The Silvermont Module and Caches

Like AMD’s Bobcat and Jaguar designs, Silvermont is modular. The default Silvermont building block is a two-core/two-thread design. Each core is equally capable and there’s no shared execution hardware. Silvermont supports up to 8-core configurations by placing multiple modules in an SoC.

 

Each module features a shared 1MB L2 cache, a 2x increase over the core:cache ratio of existing Atom based processors. Despite the larger L2, access latency is reduced by 2 clocks. The default module size gives you clear indication as to where Intel saw Silvermont being most useful. At the time of its inception, I doubt Intel anticipated such a quick shift to quad-core smartphones otherwise it might’ve considered a larger default module size.

L1 cache sizes/latencies haven’t changed. Each Silvermont core features a 32KB L1 data cache and 24KB L1 instruction cache.

Silvermont Supports Independent Core Frequencies: Vindication for Qualcomm?

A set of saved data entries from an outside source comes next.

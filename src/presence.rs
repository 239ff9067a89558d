//! Presence rows (§6): the `system-presence` response shape and the
//! deterministic identity used to compare and sort rows.
//!
//! A thin data-modeling module with no teacher precedent of its own; kept
//! minimal and grounded in the same `serde`-derive conventions used
//! throughout (`frame.rs`, `state.rs`).

use serde::{Deserialize, Serialize};

/// One row of the `system-presence` response.
#[derive(Debug, Clone, PartialEq, Serialize, Deserialize)]
#[serde(rename_all = "camelCase")]
pub struct PresenceRow {
    /// Stable per-device identifier, when the reporting client has one.
    #[serde(default, skip_serializing_if = "Option::is_none")]
    pub device_id: Option<String>,
    /// Per-process instance identifier.
    #[serde(default, skip_serializing_if = "Option::is_none")]
    pub instance_id: Option<String>,
    /// Reported hostname.
    #[serde(default, skip_serializing_if = "Option::is_none")]
    pub host: Option<String>,
    /// Reported IP address.
    #[serde(default, skip_serializing_if = "Option::is_none")]
    pub ip: Option<String>,
    /// Opaque platform/role metadata the caller may want to display.
    #[serde(default, skip_serializing_if = "serde_json::Map::is_empty")]
    pub extra: serde_json::Map<String, serde_json::Value>,
}

impl PresenceRow {
    /// The deterministic identity used for equality and sort order, per
    /// §6's fallback chain: `deviceId` → `instanceId` → `host` → `ip`.
    #[must_use]
    pub fn identity(&self) -> &str {
        self.device_id
            .as_deref()
            .or(self.instance_id.as_deref())
            .or(self.host.as_deref())
            .or(self.ip.as_deref())
            .unwrap_or("")
    }
}

/// Sort rows by their deterministic identity, ascending.
pub fn sort_rows(rows: &mut [PresenceRow]) {
    rows.sort_by(|a, b| a.identity().cmp(b.identity()));
}

#[cfg(test)]
mod tests {
    use super::*;

    fn row(device_id: Option<&str>, instance_id: Option<&str>, host: Option<&str>, ip: Option<&str>) -> PresenceRow {
        PresenceRow {
            device_id: device_id.map(str::to_string),
            instance_id: instance_id.map(str::to_string),
            host: host.map(str::to_string),
            ip: ip.map(str::to_string),
            extra: serde_json::Map::new(),
        }
    }

    #[test]
    fn test_identity_prefers_device_id() {
        let r = row(Some("dev1"), Some("inst1"), Some("host1"), Some("1.2.3.4"));
        assert_eq!(r.identity(), "dev1");
    }

    #[test]
    fn test_identity_falls_back_through_chain() {
        assert_eq!(row(None, Some("inst1"), Some("host1"), None).identity(), "inst1");
        assert_eq!(row(None, None, Some("host1"), Some("1.2.3.4")).identity(), "host1");
        assert_eq!(row(None, None, None, Some("1.2.3.4")).identity(), "1.2.3.4");
        assert_eq!(row(None, None, None, None).identity(), "");
    }

    #[test]
    fn test_sort_rows_orders_by_identity() {
        let mut rows = vec![
            row(Some("zeta"), None, None, None),
            row(Some("alpha"), None, None, None),
        ];
        sort_rows(&mut rows);
        assert_eq!(rows[0].identity(), "alpha");
        assert_eq!(rows[1].identity(), "zeta");
    }

    #[test]
    fn test_deserialize_camel_case_fields() {
        let row: PresenceRow =
            serde_json::from_str(r#"{"deviceId":"d1","host":"mac.local"}"#).unwrap();
        assert_eq!(row.device_id, Some("d1".to_string()));
        assert_eq!(row.host, Some("mac.local".to_string()));
    }
}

In all Intel Core based microprocessors, all cores are tied to the same frequency - those that aren’t in use are simply shut off (power gated) to save power. Qualcomm’s multi-core architecture has always supported independent frequency planes for all CPUs in the SoC, something that Intel has always insisted was a bad idea. In a strange turn of events, Intel joins Qualcomm in offering the ability to run each core in a Silvermont module at its own independent frequency. You could have one Silvermont core running at 2.4GHz and another one running at 1.2GHz. Unlike Qualcomm’s implementation, Silvermont’s independent frequency planes are optional. In a split frequency case, the shared L2 cache always runs at the higher of the two frequencies. Intel believes the flexibility might be useful in some low cost Silvermont implementations where the OS actively uses core pinning to keep threads parked on specific cores. I doubt we’ll see this on most tablet or smartphone implementations of the design.

From FSB to IDI

Atom and all of its derivatives have a nasty secret: they never really got any latency benefits from integrating a memory controller on die. The first implementation of Atom was a 3-chip solution, with the memory controller contained within the North Bridge. The CPU talked to the North Bridge via a low power Front Side Bus implementation. This setup should sound familiar to anyone who remembers Intel architectures from the late 90s up to the mid 2000s. In pursuit of integration, Intel eventually brought the memory controller and graphics onto a single die. Historically, bringing the memory controller onto the same die as the CPU came with a nice reduction in access latency - unfortunately Atom never enjoyed this. The reasoning? Atom never ditched the FSB interface.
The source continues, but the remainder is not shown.